Globe & Mail Commentator Calls for Canada to Downgrade Ties With Israel

July 28, 2023

When the Knesset, Israel’s parliament, passed an important component of Prime Minister Benjamin Netanyahu’s judicial overhaul legislation on July 24, it attracted news coverage around the world, highly unsurprisingly given the ongoing regular protests across Israel against the proposal.

And while many pundits have criticized the legislation, others have dishonestly used the opportunity to call into question Canada’s relationship with Israel.

In a July 28 column in The Globe & Mail entitled: “Canada must rethink its friendship with Israel,” Thomas Juneau, an associate professor at the University of Ottawa, called Israel’s judicial overhaul an “assault on democratic norms,” and wrote that it raises “difficult questions for Canada” as it relates to Israel. He later argued that Canada should refuse to deal with some Israeli government ministers, become more vocal in its opposition to Israeli government actions, and even “freeze or reduce co-operation with Israel on some issues.” He also called for Canada to cease voting in favour of Israel at the United Nations (UN), which it regularly does.

Juneau lamented the lack of progress in the two-state solution between Israelis and Palestinians, and while he acknowledges “the extremist Hamas ruling the Gaza Strip with an iron fist,” and the “fragmentation of the Palestinian leadership” haven’t helped the peace process, he pinned much of the blame on the lack of progress of a two-state solution on Israel, which has “expanded settlements in the West Bank, largely closing the door on a viable Palestinian state.”

While common, claims that Israeli communities in Judea & Samaria (called the “West Bank” by news media outlets) are an obstacle to peace, does not stand up to scrutiny. Not only does Israel possess extensive legal rights to the land in question, but the concept that Israelis living in the lands of their ancestors is as much a hurdle as Hamas and the Palestinian Authority (PA), which widely incite their population against the very concept of peace with Israel, is absurd.

In Hamas’ case, the hateful rhetoric is only the beginning; the Islamist terrorist group has been warring with Israel for decades, including in major rocket attacks on the Jewish State in 2021, and continues to call for the country’s elimination, and in its place, a fundamentalist Islamic theocracy.

There simply is no equivalence between Israelis living in the land of their ancestors, and the Palestinian leadership inciting murderous hatred against Israelis, and putting them on the same level is tone-deaf moral equivocation.
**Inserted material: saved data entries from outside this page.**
// src/error.rs

//! Crate-wide error type
//!
//! Every failure the deployment engine can produce maps onto one
//! [`ErrorKind`], which is what callers (and the CLI's exit codes) branch on.

use crate::hash::{HashAlgorithm, HashError};
use std::fmt;
use std::path::PathBuf;
use thiserror::Error;

/// Result type alias for rbdeploy operations
pub type Result<T> = std::result::Result<T, Error>;

#[derive(Error, Debug)]
pub enum Error {
    #[error("I/O error: {0}")]
    Io(#[from] std::io::Error),

    #[error("I/O error: {0}")]
    IoError(String),

    #[error("Download failed: {0}")]
    DownloadError(String),

    #[error("HTTP 403 Forbidden for {0}")]
    Forbidden(String),

    #[error("Integrity check failed: {algorithm} mismatch (expected {expected}, got {actual})")]
    IntegrityMismatch {
        algorithm: HashAlgorithm,
        expected: String,
        actual: String,
    },

    #[error("Checksum verification required but no digest is available for {0}")]
    ChecksumRequired(String),

    #[error("Extraction failed: {0}")]
    ExtractionError(String),

    #[error("Path traversal detected: {0}")]
    PathTraversal(String),

    #[error("Invalid path: {0}")]
    InvalidPath(String),

    #[error("Backup failed: {0}")]
    BackupError(String),

    #[error("Merge conflict at {}: {reason}", .path.display())]
    MergeConflict { path: PathBuf, reason: String },

    #[error(
        "Merge failed at {} after {completed}/{planned} actions: {reason}",
        .path.display()
    )]
    MergeError {
        completed: usize,
        planned: usize,
        path: PathBuf,
        reason: String,
    },

    #[error("No backups found in {}", .0.display())]
    NoBackupsFound(PathBuf),

    #[error("Revert failed: {0}")]
    RevertError(String),

    #[error("Volume error: {0}")]
    VolumeError(String),

    #[error("Lock error: {0}")]
    LockError(String),

    #[error("Configuration error: {0}")]
    ConfigError(String),

    #[error("Parse error: {0}")]
    ParseError(String),

    #[error("Invalid digest: {0}")]
    Hash(#[from] HashError),
}

/// Coarse classification of an [`Error`]
#[derive(Debug, Clone, Copy, PartialEq, Eq)]
pub enum ErrorKind {
    Network,
    Integrity,
    Extraction,
    Backup,
    Merge,
    Revert,
    Volume,
    Config,
    Lock,
    Io,
}

impl ErrorKind {
    /// Process exit code used by the CLI for this kind
    pub const fn exit_code(&self) -> i32 {
        match self {
            Self::Volume | Self::Config => 2,
            Self::Network => 3,
            Self::Integrity => 4,
            Self::Extraction => 5,
            Self::Backup => 6,
            Self::Merge => 7,
            Self::Revert => 8,
            Self::Lock | Self::Io => 1,
        }
    }
}

impl fmt::Display for ErrorKind {
    fn fmt(&self, f: &mut fmt::Formatter<'_>) -> fmt::Result {
        let name = match self {
            Self::Network => "network",
            Self::Integrity => "integrity",
            Self::Extraction => "extraction",
            Self::Backup => "backup",
            Self::Merge => "merge",
            Self::Revert => "revert",
            Self::Volume => "volume",
            Self::Config => "config",
            Self::Lock => "lock",
            Self::Io => "io",
        };
        f.write_str(name)
    }
}

impl Error {
    /// Classify this error
    pub fn kind(&self) -> ErrorKind {
        match self {
            Self::DownloadError(_) | Self::Forbidden(_) => ErrorKind::Network,
            Self::IntegrityMismatch { .. } | Self::ChecksumRequired(_) => ErrorKind::Integrity,
            Self::ExtractionError(_) | Self::PathTraversal(_) => ErrorKind::Extraction,
            Self::BackupError(_) => ErrorKind::Backup,
            Self::MergeConflict { .. } | Self::MergeError { .. } => ErrorKind::Merge,
            Self::NoBackupsFound(_) | Self::RevertError(_) => ErrorKind::Revert,
            Self::VolumeError(_) | Self::InvalidPath(_) => ErrorKind::Volume,
            Self::ConfigError(_) | Self::ParseError(_) | Self::Hash(_) => ErrorKind::Config,
            Self::LockError(_) => ErrorKind::Lock,
            Self::Io(_) | Self::IoError(_) => ErrorKind::Io,
        }
    }
}

#[cfg(test)]
mod tests {
    use super::*;

    #[test]
    fn test_kind_classification() {
        let err = Error::IntegrityMismatch {
            algorithm: HashAlgorithm::Sha256,
            expected: "aa".to_string(),
            actual: "bb".to_string(),
        };
        assert_eq!(err.kind(), ErrorKind::Integrity);
        assert_eq!(err.kind().exit_code(), 4);

        assert_eq!(
            Error::ChecksumRequired("x.zip".to_string()).kind(),
            ErrorKind::Integrity
        );
        assert_eq!(
            Error::PathTraversal("../x".to_string()).kind(),
            ErrorKind::Extraction
        );
        assert_eq!(
            Error::NoBackupsFound(PathBuf::from("/media/H2/.rockbox_backups")).kind(),
            ErrorKind::Revert
        );
    }

    #[test]
    fn test_merge_error_reports_progress() {
        let err = Error::MergeError {
            completed: 3,
            planned: 10,
            path: PathBuf::from("codecs/mpa.codec"),
            reason: "No space left on device".to_string(),
        };
        let msg = err.to_string();
        assert!(msg.contains("3/10"));
        assert!(msg.contains("codecs/mpa.codec"));
        assert_eq!(err.kind(), ErrorKind::Merge);
    }

    #[test]
    fn test_io_conversion() {
        let io = std::io::Error::new(std::io::ErrorKind::PermissionDenied, "denied");
        let err: Error = io.into();
        assert_eq!(err.kind(), ErrorKind::Io);
    }
}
In his column, Juneau also targeted Israel’s judicial overhaul legislation, using it as an opportunity to call for Canada to demote ties with Israel.

And while Juneau is free to criticize the Israeli government’s judicial overhaul, as indeed, many Israelis have done so as well, by calling for a de facto downgrading of Canadian-Israeli relations, he is applying a significant double standard towards Israel.

One of the components of Israeli Prime Minister Netanyahu’s judicial overhaul is an element similar to Canada’s notwithstanding clause, which allows provincial and federal governments to overrule the judiciary. And while many critics have pointed out key differences between Canada’s laws and Israel’s proposal, both Israel’s proposal and Canada’s notwithstanding clause provide limitations on the judiciary, but Juneau nevertheless sees Israel’s legislation as unforgiveable.

Therefore, while Juneau may stridently oppose Israel’s legislation and is entitled to do so, however, his using it as a cudgel against Canadian ties with Israel at large is intellectually dishonest.

While Juneau does call for Canada to “increase pressure on the Palestinian Authority to reform itself and organize fresh elections,” he makes no call for a serious reduction in bilateral ties, as he does regarding Israel.

This is an extraordinary juxtaposition. Mahmoud Abbas, the Palestinian president, was last elected in 2005 for a four-year term, and has not been re-elected since, refusing multiple requests to be held accountable. But all he does is ask that Canada to “increase pressure,” a veritable slap on the wrist compared to his maximal demands towards Israel, which regularly holds free and fair democratic elections.

For all of Juneau’s purported concern about democratic norms, his placing of such disproportionate blame on Israel, a liberal and democratic state, all while leaving only tepid critiques of the Palestinians, raise valid questions about whether his concerns about Israel’s judicial overhaul is merely being used as a convenient cover to single out Israel for opprobrium.